De la lumière du Sinaï aux ténèbres de notre temps
« Car auprès de Toi est la source de la vie ; c’est par Ta lumière que nous voyons la lumière. » – Psaume 36, 10
Il est des versets qui traversent les siècles sans jamais livrer entièrement leur secret. Ils semblent défier la raison autant qu’ils nourrissent la méditation.
Au cœur du récit de la Révélation apparaît une expression d’une étonnante densité :
« Tout le peuple voyait les voix. » (Exode 20, 15).
En quelques mots, la Torah décrit une expérience qui dépasse les catégories ordinaires de la perception.
Voir les voix ?
L’expression paraît impossible. Une voix s’entend, une couleur se voit. Pourquoi la Torah bouleverse-t-elle soudain l’ordre naturel des sens ?
Depuis près de deux millénaires, le Zohar revient inlassablement sur cette énigme.
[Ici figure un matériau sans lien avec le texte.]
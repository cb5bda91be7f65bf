use sea_orm::entity::prelude::*;

/// Deployment status of a unit.
#[derive(Clone, Copy, Debug, PartialEq, Eq, EnumIter, DeriveActiveEnum)]
#[sea_orm(rs_type = "String", db_type = "String(StringLen::None)")]
pub enum UnitStatus {
    #[sea_orm(string_value = "INACTIVE")]
    Inactive,
    #[sea_orm(string_value = "ACTIVE")]
    Active,
    #[sea_orm(string_value = "MIA")]
    Mia,
    #[sea_orm(string_value = "KIA")]
    Kia,
}

#[derive(Clone, Debug, PartialEq, Eq, DeriveEntityModel)]
#[sea_orm(table_name = "unit")]
pub struct Model {
    #[sea_orm(primary_key)]
    pub id: i32,
    pub player_id: i32,
    pub name: String,
    pub unit_type: String,
    pub status: UnitStatus,
    pub callsign: Option<String>,
}

#[derive(Copy, Clone, Debug, EnumIter, DeriveRelation)]
pub enum Relation {
    #[sea_orm(
        belongs_to = "super::player::Entity",
        from = "Column::PlayerId",
        to = "super::player::Column::Id",
        on_update = "Cascade",
        on_delete = "Cascade"
    )]
    Player,
    #[sea_orm(has_many = "super::player_upgrade::Entity")]
    PlayerUpgrade,
}

impl Related<super::player::Entity> for Entity {
    fn to() -> RelationDef {
        Relation::Player.def()
    }
}

impl Related<super::player_upgrade::Entity> for Entity {
    fn to() -> RelationDef {
        Relation::PlayerUpgrade.def()
    }
}

impl ActiveModelBehavior for ActiveModel {}
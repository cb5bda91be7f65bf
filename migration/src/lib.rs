pub use sea_orm_migration::prelude::*;

mod m20260101_000001_create_player_table;
mod m20260101_000002_create_unit_table;
mod m20260101_000003_create_player_upgrade_table;
mod m20260101_000004_create_medal_table;
mod m20260101_000005_create_dossier_table;
mod m20260101_000006_create_statistic_table;
mod m20260101_000007_create_bot_config_table;

pub struct Migrator;

#[async_trait::async_trait]
impl MigratorTrait for Migrator {
    fn migrations() -> Vec<Box<dyn MigrationTrait>> {
        vec![
            Box::new(m20260101_000001_create_player_table::Migration),
            Box::new(m20260101_000002_create_unit_table::Migration),
            Box::new(m20260101_000003_create_player_upgrade_table::Migration),
            Box::new(m20260101_000004_create_medal_table::Migration),
            Box::new(m20260101_000005_create_dossier_table::Migration),
            Box::new(m20260101_000006_create_statistic_table::Migration),
            Box::new(m20260101_000007_create_bot_config_table::Migration),
        ]
    }
}
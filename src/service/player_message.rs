//! Content for the Discord messages that mirror a player.
//!
//! Loads everything a dossier or statistics message shows and hands it to the
//! [`render`](super::render) helpers.

use sea_orm::ConnectionTrait;

use crate::{
    bot::gateway::DiscordGateway,
    data::{medal::MedalRepository, player_upgrade::PlayerUpgradeRepository, unit::UnitRepository},
    error::AppError,
    model::{player::Player, settings::MedalEmotes, unit::UnitWithUpgrades},
    service::render,
};

pub struct PlayerMessageService<'a, C: ConnectionTrait> {
    db: &'a C,
    gateway: &'a dyn DiscordGateway,
}

impl<'a, C: ConnectionTrait> PlayerMessageService<'a, C> {
    pub fn new(db: &'a C, gateway: &'a dyn DiscordGateway) -> Self {
        Self { db, gateway }
    }

    /// Renders the current dossier for a player.
    ///
    /// # Arguments
    /// - `player` - Freshly loaded player
    /// - `emotes` - Medal emote table from the current settings
    ///
    /// # Returns
    /// - `Ok(String)` - Message content
    /// - `Err(AppError)` - Database or Discord error while loading medals or the mention
    pub async fn dossier_content(
        &self,
        player: &Player,
        emotes: &MedalEmotes,
    ) -> Result<String, AppError> {
        let medals = MedalRepository::new(self.db)
            .get_names_by_player_id(player.id)
            .await?;
        let mention = self.mention(player).await?;

        Ok(render::dossier_content(
            &mention,
            player,
            &render::medal_block(&medals, emotes),
        ))
    }

    /// Renders the current statistics message for a player.
    ///
    /// # Returns
    /// - `Ok(String)` - Message content listing every unit and its upgrades
    /// - `Err(AppError)` - Database or Discord error while loading the roster or mention
    pub async fn statistics_content(&self, player: &Player) -> Result<String, AppError> {
        let roster = self.roster(player.id).await?;
        let mention = self.mention(player).await?;

        Ok(render::statistics_content(&mention, player, &roster))
    }

    async fn roster(&self, player_id: i32) -> Result<Vec<UnitWithUpgrades>, AppError> {
        let upgrade_repo = PlayerUpgradeRepository::new(self.db);
        let units = UnitRepository::new(self.db)
            .get_by_player_id(player_id)
            .await?;

        let mut roster = Vec::with_capacity(units.len());
        for unit in units {
            let upgrades = upgrade_repo
                .get_by_unit_id(unit.id)
                .await?
                .into_iter()
                .map(|upgrade| upgrade.name)
                .collect();
            roster.push(UnitWithUpgrades { unit, upgrades });
        }

        Ok(roster)
    }

    // Unresolvable users render with an empty mention
    async fn mention(&self, player: &Player) -> Result<String, AppError> {
        Ok(self
            .gateway
            .user_mention(player.discord_id)
            .await?
            .unwrap_or_default())
    }
}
Le Maharal de Prague y voit l’instant où les frontières entre le matériel et le spirituel disparaissent.
Le Ramhal explique que le voile habituel du monde est momentanément levé afin que l’homme puisse contempler la réalité telle qu’elle est réellement.
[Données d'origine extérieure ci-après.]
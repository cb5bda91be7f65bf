use crate::{data::dossier::DossierRepository, error::AppError};
use sea_orm::{ColumnTrait, EntityTrait, PaginatorTrait, QueryFilter};
use test_utils::{builder::TestBuilder, factory};

mod delete;
mod find_by_player_id;
mod upsert;
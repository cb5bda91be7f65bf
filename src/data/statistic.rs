//! Statistic data repository for database operations.
//!
//! This module provides the `StatisticRepository` for managing statistic records. A statistic
//! row links a player to the Discord message in the statistics channel that lists their
//! unit roster. The `player_id` column is unique, so a player has at most one row.

use chrono::Utc;
use sea_orm::{
    ActiveModelTrait, ActiveValue, ColumnTrait, ConnectionTrait, EntityTrait, QueryFilter,
};

use crate::{error::AppError, model::tracked_message::TrackedMessage};

/// Repository providing database operations for statistic tracking rows.
pub struct StatisticRepository<'a, C: ConnectionTrait> {
    db: &'a C,
}

impl<'a, C: ConnectionTrait> StatisticRepository<'a, C> {
    /// Creates a new StatisticRepository instance.
    ///
    /// # Arguments
    /// - `db` - Reference to the database connection
    ///
    /// # Returns
    /// - `StatisticRepository` - New repository instance
    pub fn new(db: &'a C) -> Self {
        Self { db }
    }

    /// Finds a statistic row by its primary key.
    ///
    /// # Returns
    /// - `Ok(Some(TrackedMessage))` - Statistic row found
    /// - `Ok(None)` - No statistic row with that ID
    /// - `Err(AppError)` - Database error or invalid stored message ID
    pub async fn find_by_id(&self, id: i32) -> Result<Option<TrackedMessage>, AppError> {
        entity::prelude::Statistic::find_by_id(id)
            .one(self.db)
            .await?
            .map(TrackedMessage::from_statistic)
            .transpose()
    }

    /// Finds the statistic row for a player.
    ///
    /// # Arguments
    /// - `player_id` - ID of the player
    ///
    /// # Returns
    /// - `Ok(Some(TrackedMessage))` - The player's statistic row
    /// - `Ok(None)` - The player has no statistic row
    /// - `Err(AppError)` - Database error or invalid stored message ID
    pub async fn find_by_player_id(
        &self,
        player_id: i32,
    ) -> Result<Option<TrackedMessage>, AppError> {
        entity::prelude::Statistic::find()
            .filter(entity::statistic::Column::PlayerId.eq(player_id))
            .one(self.db)
            .await?
            .map(TrackedMessage::from_statistic)
            .transpose()
    }

    /// Creates or repoints the statistic row for a player.
    ///
    /// If the player already has a statistic row (for example one whose message was
    /// deleted out-of-band), that row is updated to the new message ID instead of a
    /// second row being inserted.
    ///
    /// # Arguments
    /// - `player_id` - ID of the player
    /// - `message_id` - Discord message ID of the posted statistic
    ///
    /// # Returns
    /// - `Ok(TrackedMessage)` - The created or updated statistic row
    /// - `Err(AppError)` - Database error during upsert
    pub async fn upsert(&self, player_id: i32, message_id: u64) -> Result<TrackedMessage, AppError> {
        let existing = entity::prelude::Statistic::find()
            .filter(entity::statistic::Column::PlayerId.eq(player_id))
            .one(self.db)
            .await?;

        let entity = if let Some(existing) = existing {
            let mut active: entity::statistic::ActiveModel = existing.into();
            active.message_id = ActiveValue::Set(message_id.to_string());
            active.update(self.db).await?
        } else {
            entity::statistic::ActiveModel {
                id: ActiveValue::NotSet,
                player_id: ActiveValue::Set(player_id),
                message_id: ActiveValue::Set(message_id.to_string()),
                created_at: ActiveValue::Set(Utc::now()),
            }
            .insert(self.db)
            .await?
        };

        TrackedMessage::from_statistic(entity)
    }

    /// Deletes a statistic row.
    ///
    /// # Returns
    /// - `Ok(u64)` - Number of rows deleted (0 if it was already gone)
    /// - `Err(AppError)` - Database error
    pub async fn delete(&self, id: i32) -> Result<u64, AppError> {
        let result = entity::prelude::Statistic::delete_by_id(id)
            .exec(self.db)
            .await?;

        Ok(result.rows_affected)
    }
}
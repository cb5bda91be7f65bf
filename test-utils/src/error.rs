use thiserror::Error;

/// Errors that can occur while setting up a test environment.
#[derive(Error, Debug)]
pub enum TestError {
    /// Failed to connect to the in-memory database or create tables.
    #[error(transparent)]
    Database(#[from] sea_orm::DbErr),
}
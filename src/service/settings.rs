//! Loading and saving persisted bot settings.
//!
//! Settings live in the `bot_config` table as one JSON document per key. The channel
//! configuration is stored under [`BOT_CONFIG_KEY`] and the medal emote table under
//! [`MEDAL_EMOTES_KEY`]. Missing documents are written with defaults the first time the
//! bot loads them, so an operator can edit them in place afterwards.

use dioxus_logger::tracing;
use sea_orm::DatabaseConnection;
use serde::{de::DeserializeOwned, Serialize};

use crate::{
    data::bot_config::BotConfigRepository,
    error::AppError,
    model::settings::{BotSettings, ChannelConfig},
    service::medal_emotes::default_medal_emotes,
};

pub const BOT_CONFIG_KEY: &str = "BOT_CONFIG";
pub const MEDAL_EMOTES_KEY: &str = "MEDAL_EMOTES";

pub struct BotSettingsService<'a> {
    db: &'a DatabaseConnection,
}

impl<'a> BotSettingsService<'a> {
    pub fn new(db: &'a DatabaseConnection) -> Self {
        Self { db }
    }

    /// Loads bot settings, seeding any missing document with its default.
    ///
    /// # Returns
    /// - `Ok(BotSettings)` - Channel configuration and medal emote table
    /// - `Err(AppError::DbErr)` - Failed to read or seed a document
    /// - `Err(AppError::SerdeErr)` - A stored document has the wrong shape
    pub async fn load(&self) -> Result<BotSettings, AppError> {
        let channels = self
            .load_or_seed(BOT_CONFIG_KEY, ChannelConfig::default)
            .await?;
        let medal_emotes = self
            .load_or_seed(MEDAL_EMOTES_KEY, default_medal_emotes)
            .await?;

        tracing::info!(
            "Loaded bot settings: dossier channel {:?}, statistics channel {:?}, {} medal emotes",
            channels.dossier_channel_id,
            channels.statistics_channel_id,
            medal_emotes.len()
        );

        Ok(BotSettings::new(channels, medal_emotes))
    }

    /// Writes both settings documents back to the database.
    ///
    /// # Returns
    /// - `Ok(())` - Both documents saved
    /// - `Err(AppError)` - Serialization or database error
    pub async fn persist(&self, settings: &BotSettings) -> Result<(), AppError> {
        let repo = BotConfigRepository::new(self.db);

        repo.upsert(BOT_CONFIG_KEY, serde_json::to_value(&settings.channels)?)
            .await?;
        repo.upsert(MEDAL_EMOTES_KEY, serde_json::to_value(&settings.medal_emotes)?)
            .await?;

        tracing::debug!("Persisted bot settings");

        Ok(())
    }

    async fn load_or_seed<T, F>(&self, key: &str, default: F) -> Result<T, AppError>
    where
        T: Serialize + DeserializeOwned,
        F: FnOnce() -> T,
    {
        let repo = BotConfigRepository::new(self.db);

        if let Some(value) = repo.get(key).await? {
            return Ok(serde_json::from_value(value)?);
        }

        tracing::info!("No {} setting found, writing defaults", key);

        let value = default();
        repo.upsert(key, serde_json::to_value(&value)?).await?;

        Ok(value)
    }
}

#[cfg(test)]
mod tests {
    use super::*;
    use serde_json::json;
    use test_utils::builder::TestBuilder;

    #[tokio::test]
    async fn seeds_defaults_on_first_load() -> Result<(), AppError> {
        let test = TestBuilder::new()
            .with_table(entity::prelude::BotConfig)
            .build()
            .await
            .unwrap();
        let db = test.db.as_ref().unwrap();

        let settings = BotSettingsService::new(db).load().await?;

        assert_eq!(settings.dossier_channel_id(), None);
        assert_eq!(settings.statistics_channel_id(), None);
        assert_eq!(settings.medal_emotes, default_medal_emotes());

        let repo = BotConfigRepository::new(db);
        assert_eq!(repo.get(BOT_CONFIG_KEY).await?, Some(json!({})));
        assert!(repo.get(MEDAL_EMOTES_KEY).await?.is_some());

        Ok(())
    }

    #[tokio::test]
    async fn loads_stored_documents() -> Result<(), AppError> {
        let test = TestBuilder::new()
            .with_table(entity::prelude::BotConfig)
            .build()
            .await
            .unwrap();
        let db = test.db.as_ref().unwrap();
        let repo = BotConfigRepository::new(db);
        repo.upsert(
            BOT_CONFIG_KEY,
            json!({ "dossier_channel_id": 11, "statistics_channel_id": 22 }),
        )
        .await?;
        repo.upsert(MEDAL_EMOTES_KEY, json!({ "FCM": ["<a>", "<b>", "<c>"] }))
            .await?;

        let settings = BotSettingsService::new(db).load().await?;

        assert_eq!(settings.dossier_channel_id(), Some(11));
        assert_eq!(settings.statistics_channel_id(), Some(22));
        assert_eq!(settings.medal_emotes.len(), 1);
        assert_eq!(settings.medal_emotes.token("FCM").as_deref(), Some("<a><b><c>"));

        Ok(())
    }

    /// Runtime changes survive a persist followed by a fresh load.
    #[tokio::test]
    async fn persist_round_trips_runtime_changes() -> Result<(), AppError> {
        let test = TestBuilder::new()
            .with_table(entity::prelude::BotConfig)
            .build()
            .await
            .unwrap();
        let db = test.db.as_ref().unwrap();
        let service = BotSettingsService::new(db);

        let mut settings = service.load().await?;
        settings.set_dossier_channel(Some(5));
        settings.remove_medal_emote("FCM");
        service.persist(&settings).await?;

        let reloaded = service.load().await?;

        assert_eq!(reloaded, settings);
        assert!(!reloaded.medal_emotes.contains("FCM"));

        Ok(())
    }

    #[tokio::test]
    async fn rejects_malformed_document() {
        let test = TestBuilder::new()
            .with_table(entity::prelude::BotConfig)
            .build()
            .await
            .unwrap();
        let db = test.db.as_ref().unwrap();
        BotConfigRepository::new(db)
            .upsert(MEDAL_EMOTES_KEY, json!({ "FCM": "not-a-triple" }))
            .await
            .unwrap();

        let result = BotSettingsService::new(db).load().await;

        assert!(matches!(result, Err(AppError::SerdeErr(_))));
    }
}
Au Sinaï, Israël ne reçoit pas seulement un dépôt sacré ; il accède à une perception nouvelle de l’univers.
Les paroles divines deviennent lumière. Les voix deviennent visibles.
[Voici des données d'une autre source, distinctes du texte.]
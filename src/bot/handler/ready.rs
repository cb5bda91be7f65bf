//! Ready event handler for bot initialization.
//!
//! The ready event fires after every successful gateway handshake, including
//! reconnects. The first one sets the bot's presence and starts the queue consumer;
//! later ones only log.

use dioxus_logger::tracing;
use serenity::all::{ActivityData, Context, Ready};
use std::sync::Arc;
use tokio::sync::Mutex;

use crate::{
    bot::{
        gateway::SerenityGateway,
        handler::{ConsumerParts, ShardManagerContainer},
    },
    queue::{consumer::QueueConsumer, handler::TaskHandler},
};

/// Handles the ready event when the bot connects to Discord.
///
/// # Arguments
/// - `consumer` - Consumer parts, present only until the first ready event
/// - `ctx` - Discord context for the presence, HTTP client and shard manager
/// - `ready` - Ready event data containing bot user information
pub async fn handle_ready(consumer: &Mutex<Option<ConsumerParts>>, ctx: Context, ready: Ready) {
    tracing::info!("{} is connected to Discord", ready.user.name);

    ctx.set_activity(Some(ActivityData::playing("Meta Campaign")));

    let Some(parts) = consumer.lock().await.take() else {
        tracing::debug!("Queue consumer already running");
        return;
    };

    let shard_manager = ctx
        .data
        .read()
        .await
        .get::<ShardManagerContainer>()
        .cloned();
    let gateway = Arc::new(SerenityGateway::new(ctx.http.clone(), shard_manager));
    let exit_tx = parts.exit;

    let handler = TaskHandler::new(
        parts.db,
        gateway.clone(),
        parts.settings,
        parts.queue.clone(),
        parts.config.lock_timeout_seconds,
    );
    let consumer = QueueConsumer::new(
        parts.config,
        parts.queue,
        parts.receiver,
        handler,
        gateway,
        parts.owner_id,
    );

    tokio::spawn(async move {
        let exit = consumer.run().await;
        if exit_tx.send(exit).is_err() {
            tracing::warn!("Queue consumer ended ({:?}) after the bot stopped", exit);
        }
    });
}
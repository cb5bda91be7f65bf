//! Domain models and parameter types.
//!
//! Entity models are converted into these types at the repository boundary so that the
//! queue handlers and rendering services never touch SeaORM models directly.

pub mod player;
pub mod settings;
pub mod task;
pub mod tracked_message;
pub mod unit;
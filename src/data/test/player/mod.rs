use crate::{data::player::PlayerRepository, error::AppError};
use test_utils::{builder::TestBuilder, factory};

/// Expected: Ok(Some(Player)) with the Discord ID parsed to a number
#[tokio::test]
async fn finds_existing_player() -> Result<(), AppError> {
    let test = TestBuilder::new()
        .with_campaign_tables()
        .build()
        .await
        .unwrap();
    let db = test.db.as_ref().unwrap();
    let created = factory::player::PlayerFactory::new(db)
        .discord_id("123456789")
        .name("Kestrel")
        .lore(Some("Ex-navy."))
        .rec_points(7)
        .bonus_pay(150)
        .build()
        .await?;

    let player = PlayerRepository::new(db)
        .find_by_id(created.id)
        .await?
        .unwrap();

    assert_eq!(player.discord_id, 123456789);
    assert_eq!(player.name, "Kestrel");
    assert_eq!(player.lore.as_deref(), Some("Ex-navy."));
    assert_eq!(player.rec_points, 7);
    assert_eq!(player.bonus_pay, 150);

    Ok(())
}

/// Expected: Ok(None)
#[tokio::test]
async fn returns_none_for_nonexistent_player() -> Result<(), AppError> {
    let test = TestBuilder::new()
        .with_campaign_tables()
        .build()
        .await
        .unwrap();
    let db = test.db.as_ref().unwrap();

    assert!(PlayerRepository::new(db).find_by_id(404).await?.is_none());

    Ok(())
}
//! Recording [`DiscordGateway`] for tests.
//!
//! `MockGateway` keeps an in-memory picture of which channels and messages exist,
//! records every call made through it, and can be switched into a failing mode to
//! exercise the queue's retry path.

use serenity::async_trait;
use std::{
    collections::HashSet,
    sync::{Arc, Mutex},
};

use crate::{bot::gateway::DiscordGateway, error::AppError};

/// A mutating call made through the gateway.
#[derive(Debug, Clone, PartialEq, Eq)]
pub enum GatewayCall {
    Send {
        channel_id: u64,
        message_id: u64,
        content: String,
    },
    Edit {
        channel_id: u64,
        message_id: u64,
        content: String,
    },
    Delete {
        channel_id: u64,
        message_id: u64,
    },
    DirectMessage {
        user_id: u64,
        content: String,
    },
    Shutdown,
}

#[derive(Default)]
struct MockState {
    channels: HashSet<u64>,
    messages: HashSet<(u64, u64)>,
    unknown_users: HashSet<u64>,
    next_message_id: u64,
    failing: bool,
    failing_channels: HashSet<u64>,
    calls: Vec<GatewayCall>,
}

#[derive(Clone, Default)]
pub struct MockGateway {
    state: Arc<Mutex<MockState>>,
}

impl MockGateway {
    pub fn new() -> Self {
        let gateway = Self::default();
        gateway.state.lock().unwrap().next_message_id = 1000;
        gateway
    }

    /// Gateway where the given channels resolve.
    pub fn with_channels(channels: &[u64]) -> Self {
        let gateway = Self::new();
        for channel_id in channels {
            gateway.add_channel(*channel_id);
        }
        gateway
    }

    pub fn add_channel(&self, channel_id: u64) {
        self.state.lock().unwrap().channels.insert(channel_id);
    }

    pub fn add_message(&self, channel_id: u64, message_id: u64) {
        self.state
            .lock()
            .unwrap()
            .messages
            .insert((channel_id, message_id));
    }

    /// Simulates a moderator deleting a message out-of-band.
    pub fn remove_message(&self, channel_id: u64, message_id: u64) {
        self.state
            .lock()
            .unwrap()
            .messages
            .remove(&(channel_id, message_id));
    }

    pub fn has_message(&self, channel_id: u64, message_id: u64) -> bool {
        self.state
            .lock()
            .unwrap()
            .messages
            .contains(&(channel_id, message_id))
    }

    pub fn forget_user(&self, user_id: u64) {
        self.state.lock().unwrap().unknown_users.insert(user_id);
    }

    /// While failing, every channel and message operation returns an error.
    pub fn set_failing(&self, failing: bool) {
        self.state.lock().unwrap().failing = failing;
    }

    /// Makes every operation on one channel fail, leaving other channels working.
    pub fn fail_channel(&self, channel_id: u64) {
        self.state
            .lock()
            .unwrap()
            .failing_channels
            .insert(channel_id);
    }

    pub fn calls(&self) -> Vec<GatewayCall> {
        self.state.lock().unwrap().calls.clone()
    }

    /// `(channel_id, message_id, content)` of every sent message.
    pub fn sent(&self) -> Vec<(u64, u64, String)> {
        self.calls()
            .into_iter()
            .filter_map(|call| match call {
                GatewayCall::Send {
                    channel_id,
                    message_id,
                    content,
                } => Some((channel_id, message_id, content)),
                _ => None,
            })
            .collect()
    }

    /// `(channel_id, message_id, content)` of every edit.
    pub fn edits(&self) -> Vec<(u64, u64, String)> {
        self.calls()
            .into_iter()
            .filter_map(|call| match call {
                GatewayCall::Edit {
                    channel_id,
                    message_id,
                    content,
                } => Some((channel_id, message_id, content)),
                _ => None,
            })
            .collect()
    }

    pub fn deletes(&self) -> Vec<(u64, u64)> {
        self.calls()
            .into_iter()
            .filter_map(|call| match call {
                GatewayCall::Delete {
                    channel_id,
                    message_id,
                } => Some((channel_id, message_id)),
                _ => None,
            })
            .collect()
    }

    pub fn direct_messages(&self) -> Vec<(u64, String)> {
        self.calls()
            .into_iter()
            .filter_map(|call| match call {
                GatewayCall::DirectMessage { user_id, content } => Some((user_id, content)),
                _ => None,
            })
            .collect()
    }

    pub fn shutdown_count(&self) -> usize {
        self.calls()
            .iter()
            .filter(|call| **call == GatewayCall::Shutdown)
            .count()
    }

    fn check_failing(state: &MockState, channel_id: u64) -> Result<(), AppError> {
        if state.failing || state.failing_channels.contains(&channel_id) {
            return Err(AppError::InternalError(
                "Discord request failed".to_string(),
            ));
        }
        Ok(())
    }
}

#[async_trait]
impl DiscordGateway for MockGateway {
    async fn send_message(&self, channel_id: u64, content: &str) -> Result<u64, AppError> {
        let mut state = self.state.lock().unwrap();
        Self::check_failing(&state, channel_id)?;
        if !state.channels.contains(&channel_id) {
            return Err(AppError::NotFound(format!("Channel {} not found", channel_id)));
        }

        let message_id = state.next_message_id;
        state.next_message_id += 1;
        state.messages.insert((channel_id, message_id));
        state.calls.push(GatewayCall::Send {
            channel_id,
            message_id,
            content: content.to_string(),
        });

        Ok(message_id)
    }

    async fn edit_message(
        &self,
        channel_id: u64,
        message_id: u64,
        content: &str,
    ) -> Result<(), AppError> {
        let mut state = self.state.lock().unwrap();
        Self::check_failing(&state, channel_id)?;
        if !state.messages.contains(&(channel_id, message_id)) {
            return Err(AppError::NotFound(format!("Message {} not found", message_id)));
        }

        state.calls.push(GatewayCall::Edit {
            channel_id,
            message_id,
            content: content.to_string(),
        });

        Ok(())
    }

    async fn delete_message(&self, channel_id: u64, message_id: u64) -> Result<(), AppError> {
        let mut state = self.state.lock().unwrap();
        Self::check_failing(&state, channel_id)?;
        if !state.messages.remove(&(channel_id, message_id)) {
            return Err(AppError::NotFound(format!("Message {} not found", message_id)));
        }

        state.calls.push(GatewayCall::Delete {
            channel_id,
            message_id,
        });

        Ok(())
    }

    async fn message_exists(&self, channel_id: u64, message_id: u64) -> Result<bool, AppError> {
        let state = self.state.lock().unwrap();
        Self::check_failing(&state, channel_id)?;

        Ok(state.messages.contains(&(channel_id, message_id)))
    }

    async fn user_mention(&self, user_id: u64) -> Result<Option<String>, AppError> {
        let state = self.state.lock().unwrap();
        if state.unknown_users.contains(&user_id) {
            return Ok(None);
        }

        Ok(Some(format!("<@{}>", user_id)))
    }

    async fn channel_exists(&self, channel_id: u64) -> Result<bool, AppError> {
        let state = self.state.lock().unwrap();
        Self::check_failing(&state, channel_id)?;

        Ok(state.channels.contains(&channel_id))
    }

    async fn send_direct_message(&self, user_id: u64, content: &str) -> Result<(), AppError> {
        self.state
            .lock()
            .unwrap()
            .calls
            .push(GatewayCall::DirectMessage {
                user_id,
                content: content.to_string(),
            });

        Ok(())
    }

    async fn shutdown(&self) {
        self.state.lock().unwrap().calls.push(GatewayCall::Shutdown);
    }
}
Peut-être avons-nous oublié cette manière de regarder.
Notre époque n’a jamais produit autant d’images. Les écrans envahissent nos journées, les réseaux sociaux façonnent notre perception du réel, les informations se succèdent à une vitesse vertigineuse.
Nous voyons tout. Et pourtant, nous discernons de moins en moins.
Nous regardons les événements sans toujours en percevoir l’âme.
Nous voyons les couleurs, mais nous ne comprenons plus ce qu’elles signifient.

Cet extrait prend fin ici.